The time limit for filing the appeal varies depending on the decision appealed against and the procedure: it may be a period of 5 days or 10 days from the notification of the order or judgment appealed against. This is an ordinary appeal, which must be filed before the Court that issued the decision being appealed, but which is resolved by its hierarchical superior and, therefore, by a Court other than the one that issued the decision being appealed.
Appeal in cassation
The appeal in cassation is an extraordinary appeal regulated in articles 847 and following of the LECrim, which can only be filed for specific legally established reasons, and which is resolved by the hierarchical superior to the one that issued the appealed decision, the Second Chamber of the Supreme Court.
On what grounds may an appeal be filed?
- For violation of the law. This occurs when a substantive criminal precept has been violated. For example, this appeal can be filed if the facts declared proven in a sentence are not really constitutive of the crime for which the accused has been convicted, since in that case the precept of the Criminal Code that punishes that crime is being violated. There is also a violation of the law if there is an error in the evaluation of the evidence based on documents (for example, if the judge has not taken into account in the sentence facts that are duly accredited by documents provided by the parties).
- For breach of form, which may occur due to defects in the procedure (for example, for having denied relevant evidence), for defects in the sentence (for example, if convicted of a more serious crime than the one charged) or for infringement of a constitutional precept (for example, for having violated the defendant’s right to the presumption of innocence).
Which decisions can be appealed in cassation?

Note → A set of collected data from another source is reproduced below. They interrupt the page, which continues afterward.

//! Deployment configuration: a TOML document addressed by `::` key paths.
//!
//! Pure functions only. Loading lives in `infra::config`.

use std::collections::BTreeMap;

use anyhow::Result;

use crate::domain::error::ConfigError;

/// Separator between path segments, e.g. `mattermost::site_url`.
pub const KEY_SEPARATOR: &str = "::";

/// Key-path lookup of configuration strings.
///
/// Values are opaque: they are substituted into commands and templates
/// and never interpreted beyond that.
pub trait ConfigSupplier {
    /// Look up `key`, returning `None` when it is absent.
    ///
    /// # Errors
    ///
    /// Returns an error if the key exists but is not a scalar.
    fn lookup(&self, key: &str) -> Result<Option<String>, ConfigError>;

    /// Look up a required key.
    ///
    /// # Errors
    ///
    /// Returns [`ConfigError::MissingKey`] when the key is absent.
    fn get(&self, key: &str) -> Result<String> {
        self.lookup(key)?.ok_or_else(|| {
            ConfigError::MissingKey {
                key: key.to_string(),
            }
            .into()
        })
    }

    /// Look up an optional key.
    ///
    /// # Errors
    ///
    /// Returns an error if the key exists but is not a scalar.
    fn get_opt(&self, key: &str) -> Result<Option<String>> {
        Ok(self.lookup(key)?)
    }

    /// Look up a key, falling back to `default`.
    ///
    /// # Errors
    ///
    /// Returns an error if the key exists but is not a scalar.
    fn get_or(&self, key: &str, default: &str) -> Result<String> {
        Ok(self.lookup(key)?.unwrap_or_else(|| default.to_string()))
    }
}

// ── Config document ──────────────────────────────────────────────────────────

/// Parsed `config.toml`.
#[derive(Debug, Clone, Default)]
pub struct DeployConfig {
    root: toml::Table,
}

impl DeployConfig {
    /// Parse a TOML document.
    ///
    /// # Errors
    ///
    /// Returns [`ConfigError::Parse`] if the document is not valid TOML.
    pub fn parse(content: &str) -> Result<Self, ConfigError> {
        let root: toml::Table = content
            .parse()
            .map_err(|e: toml::de::Error| ConfigError::Parse(e.message().to_string()))?;
        Ok(Self { root })
    }

    /// All scalar keys in path form, sorted, for `hostkit config show`.
    #[must_use]
    pub fn flatten(&self) -> Vec<(String, String)> {
        let mut out = Vec::new();
        flatten_into(&self.root, "", &mut out);
        out.sort();
        out
    }
}

fn flatten_into(table: &toml::Table, prefix: &str, out: &mut Vec<(String, String)>) {
    for (name, value) in table {
        let key = if prefix.is_empty() {
            name.clone()
        } else {
            format!("{prefix}{KEY_SEPARATOR}{name}")
        };
        match value {
            toml::Value::Table(inner) => flatten_into(inner, &key, out),
            other => {
                if let Some(s) = scalar_to_string(other) {
                    out.push((key, s));
                }
            }
        }
    }
}

fn scalar_to_string(value: &toml::Value) -> Option<String> {
    match value {
        toml::Value::String(s) => Some(s.clone()),
        toml::Value::Integer(i) => Some(i.to_string()),
        toml::Value::Float(f) => Some(f.to_string()),
        toml::Value::Boolean(b) => Some(b.to_string()),
        toml::Value::Datetime(d) => Some(d.to_string()),
        toml::Value::Array(_) | toml::Value::Table(_) => None,
    }
}

impl ConfigSupplier for DeployConfig {
    fn lookup(&self, key: &str) -> Result<Option<String>, ConfigError> {
        let mut segments = key.split(KEY_SEPARATOR);
        let Some(first) = segments.next() else {
            return Ok(None);
        };
        let mut current = match self.root.get(first) {
            Some(v) => v,
            None => return Ok(None),
        };
        for segment in segments {
            match current.as_table().and_then(|t| t.get(segment)) {
                Some(v) => current = v,
                None => return Ok(None),
            }
        }
        scalar_to_string(current).map(Some).ok_or_else(|| ConfigError::NotAScalar {
            key: key.to_string(),
        })
    }
}

// ── Layered lookups ──────────────────────────────────────────────────────────

/// Derived values layered over a base supplier.
///
/// Playbooks use this to expose computed template variables (such as a
/// hostname stripped from a URL) alongside the configuration file.
pub struct Overlay<'a, C: ConfigSupplier> {
    base: &'a C,
    extra: BTreeMap<String, String>,
}

impl<'a, C: ConfigSupplier> Overlay<'a, C> {
    #[must_use]
    pub fn new(base: &'a C) -> Self {
        Self {
            base,
            extra: BTreeMap::new(),
        }
    }

    #[must_use]
    pub fn with(mut self, key: &str, value: impl Into<String>) -> Self {
        self.extra.insert(key.to_string(), value.into());
        self
    }
}

impl<C: ConfigSupplier> ConfigSupplier for Overlay<'_, C> {
    fn lookup(&self, key: &str) -> Result<Option<String>, ConfigError> {
        if let Some(v) = self.extra.get(key) {
            return Ok(Some(v.clone()));
        }
        self.base.lookup(key)
    }
}

/// Strip the scheme from a URL: `https://chat.example.org` → `chat.example.org`.
#[must_use]
pub fn host_from_url(url: &str) -> &str {
    let without_scheme = url
        .strip_prefix("https://")
        .or_else(|| url.strip_prefix("http://"))
        .unwrap_or(url);
    without_scheme.trim_end_matches('/')
}

// ── Unit tests ───────────────────────────────────────────────────────────────
//! Startup validation: local tools and configuration keys.
//!
//! Runs before any connection is opened, so a missing `rsync` or a typo in
//! `config.toml` fails before the first remote command.

use std::time::Duration;

use anyhow::Result;

use crate::application::ports::{CommandRunner, ConfigSupplier};
use crate::domain::health::{
    PrerequisiteChecks, RSYNC_MIN_VERSION, SSH_MIN_VERSION, parse_rsync_version,
    parse_ssh_version, tool_check,
};
use crate::domain::playbook::{self, PlaybookKind};

const VERSION_TIMEOUT: Duration = Duration::from_secs(5);

/// Check `ssh`, `rsync` and, when `kind` is given, the playbook's keys.
///
/// # Errors
///
/// Returns an error only if a present configuration key is malformed;
/// missing tools and keys are reported in the returned checks.
pub async fn check_prerequisites(
    runner: &impl CommandRunner,
    config: &impl ConfigSupplier,
    kind: Option<PlaybookKind>,
) -> Result<PrerequisiteChecks> {
    // `ssh -V` prints its banner on stderr.
    let ssh_out = version_output(runner, "ssh", &["-V"]).await;
    let rsync_out = version_output(runner, "rsync", &["--version"]).await;

    let missing_keys = match kind {
        Some(kind) => playbook::missing_keys(config, kind)?,
        None => playbook::SESSION_KEYS
            .iter()
            .filter(|k| matches!(config.lookup(k), Ok(None)))
            .map(|k| (*k).to_string())
            .collect(),
    };

    Ok(PrerequisiteChecks {
        ssh: tool_check("ssh", ssh_out.as_deref(), parse_ssh_version, &SSH_MIN_VERSION),
        rsync: tool_check(
            "rsync",
            rsync_out.as_deref(),
            parse_rsync_version,
            &RSYNC_MIN_VERSION,
        ),
        missing_keys,
    })
}

/// Combined stdout and stderr of a version command, or `None` when the
/// tool could not be run.
async fn version_output(
    runner: &impl CommandRunner,
    program: &str,
    args: &[&str],
) -> Option<String> {
    match runner.run_with_timeout(program, args, VERSION_TIMEOUT).await {
        Ok(output) if output.status.success() => {
            let mut text = String::from_utf8_lossy(&output.stdout).into_owned();
            text.push_str(&String::from_utf8_lossy(&output.stderr));
            Some(text)
        }
        Ok(output) => {
            tracing::debug!(program, status = %output.status, "version command failed");
            None
        }
        Err(e) => {
            tracing::debug!(program, error = %e, "version command could not run");
            None
        }
    }
}
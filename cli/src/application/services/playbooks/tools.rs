//! `tools`: prompt, terminal multiplexer and file manager for debugging.

use std::path::PathBuf;

use anyhow::Result;

use crate::application::ports::{ConfigSupplier, RemoteSession};
use crate::application::services::runbook::Runbook;
use crate::domain::playbook::PlaybookKind;
use crate::domain::step::{Action, Probe, Step};

/// Line that identifies the appended bashrc snippet.
pub const BASHRC_MARKER: &str = "# hostkit: shell conveniences";

const DEFAULT_MC_CONFIG_DIR: &str = "config_files/mc/";

/// Run one phase of the tools playbook.
///
/// # Errors
///
/// Returns the first failing command or step.
pub async fn run_phase<S: RemoteSession>(rb: &mut Runbook<'_, S>, phase: &str) -> Result<()> {
    match phase {
        "shell" => shell(rb).await,
        "packages" => packages(rb).await,
        "mc-config" => mc_config(rb).await,
        other => Err(super::unknown_phase(PlaybookKind::Tools, other)),
    }
}

async fn shell<S: RemoteSession>(rb: &mut Runbook<'_, S>) -> Result<()> {
    rb.run("mkdir -p ~/tmp ~/bin").await?;
    rb.chdir(Some("~/tmp"));
    rb.require(&Step::new(
        "starship installer",
        Probe::exit_code("test -f install_starship.sh"),
        Action::command("curl -fsSL https://starship.rs/install.sh > install_starship.sh"),
    ))
    .await?;
    rb.require(&Step::new(
        "starship",
        Probe::exit_code("test -x ~/bin/starship"),
        Action::command("sh install_starship.sh --bin-dir ~/bin --yes"),
    ))
    .await?;
    rb.chdir(None);

    let snippet = rb.render("tools/bashrc.sh", rb.config())?;
    rb.append_once("bashrc snippet", BASHRC_MARKER, &snippet, "~/.bashrc")
        .await
}

async fn packages<S: RemoteSession>(rb: &mut Runbook<'_, S>) -> Result<()> {
    rb.run_all(&[
        "sudo apt update && sudo apt upgrade -y",
        "sudo apt install --assume-yes tmux rsync mc",
    ])
    .await
}

async fn mc_config<S: RemoteSession>(rb: &mut Runbook<'_, S>) -> Result<()> {
    let mut dir = rb
        .config()
        .get_or("tools::mc_config_dir", DEFAULT_MC_CONFIG_DIR)?;
    // rsync copies the directory's contents only with a trailing slash.
    if !dir.ends_with('/') {
        dir.push('/');
    }
    let local = PathBuf::from(&dir);
    if !rb.local_exists(&local) {
        rb.warn(format!("{dir} not found locally; skipping mc configuration"));
        return Ok(());
    }
    rb.run("mkdir -p ~/.config/mc").await?;
    rb.upload_path(&local, "~/.config/mc").await
}
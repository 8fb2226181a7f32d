//! Bounded polling specification and result.

use std::time::Duration;

use serde::Serialize;

use crate::domain::remote::RemoteCommandResult;

/// What to poll, what to wait for, and how long.
#[derive(Debug, Clone, PartialEq, Eq)]
pub struct PollSpec {
    pub status_command: String,
    pub target: String,
    pub delay: Duration,
    pub max_attempts: u32,
}

impl PollSpec {
    #[must_use]
    pub fn new(
        status_command: impl Into<String>,
        target: impl Into<String>,
        delay: Duration,
        max_attempts: u32,
    ) -> Self {
        Self {
            status_command: status_command.into(),
            target: target.into(),
            delay,
            max_attempts,
        }
    }

    /// Status value extracted from a probe: its trimmed stdout.
    #[must_use]
    pub fn extract_status(result: &RemoteCommandResult) -> &str {
        result.stdout().trim()
    }

    /// A probe result matches when it exited 0 and its status equals the target.
    #[must_use]
    pub fn matches(&self, result: &RemoteCommandResult) -> bool {
        result.succeeded() && Self::extract_status(result) == self.target
    }

    /// Upper bound of the wait: `(max_attempts - 1) * delay`.
    #[must_use]
    pub fn budget(&self) -> Duration {
        self.delay * self.max_attempts.saturating_sub(1)
    }
}

/// Outcome of a bounded wait.
#[derive(Debug, Clone, Copy, PartialEq, Eq, Serialize)]
#[serde(tag = "status", rename_all = "snake_case")]
pub enum PollResult {
    Ready { attempts: u32 },
    TimedOut { attempts: u32 },
}

impl PollResult {
    #[must_use]
    pub fn is_ready(self) -> bool {
        matches!(self, Self::Ready { .. })
    }

    #[must_use]
    pub fn attempts(self) -> u32 {
        match self {
            Self::Ready { attempts } | Self::TimedOut { attempts } => attempts,
        }
    }
}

- Appeals for infringement of the law and for breach of form may be filed against judgments handed down in sole instance or on appeal by the Superior Courts of Justice and against judgments handed down by the Appeals Chamber of the Audiencia Nacional (National High Court).
- The appeal for infringement of the law may be filed against judgments issued on appeal by the Provincial Courts and by the Criminal Chamber of the National High Court. This appeal may also be filed against orders issued in first instance and appeal by the Provincial Courts or by the Criminal Chamber of the National Court, provided that they terminate the proceedings due to lack of jurisdiction or dismissal.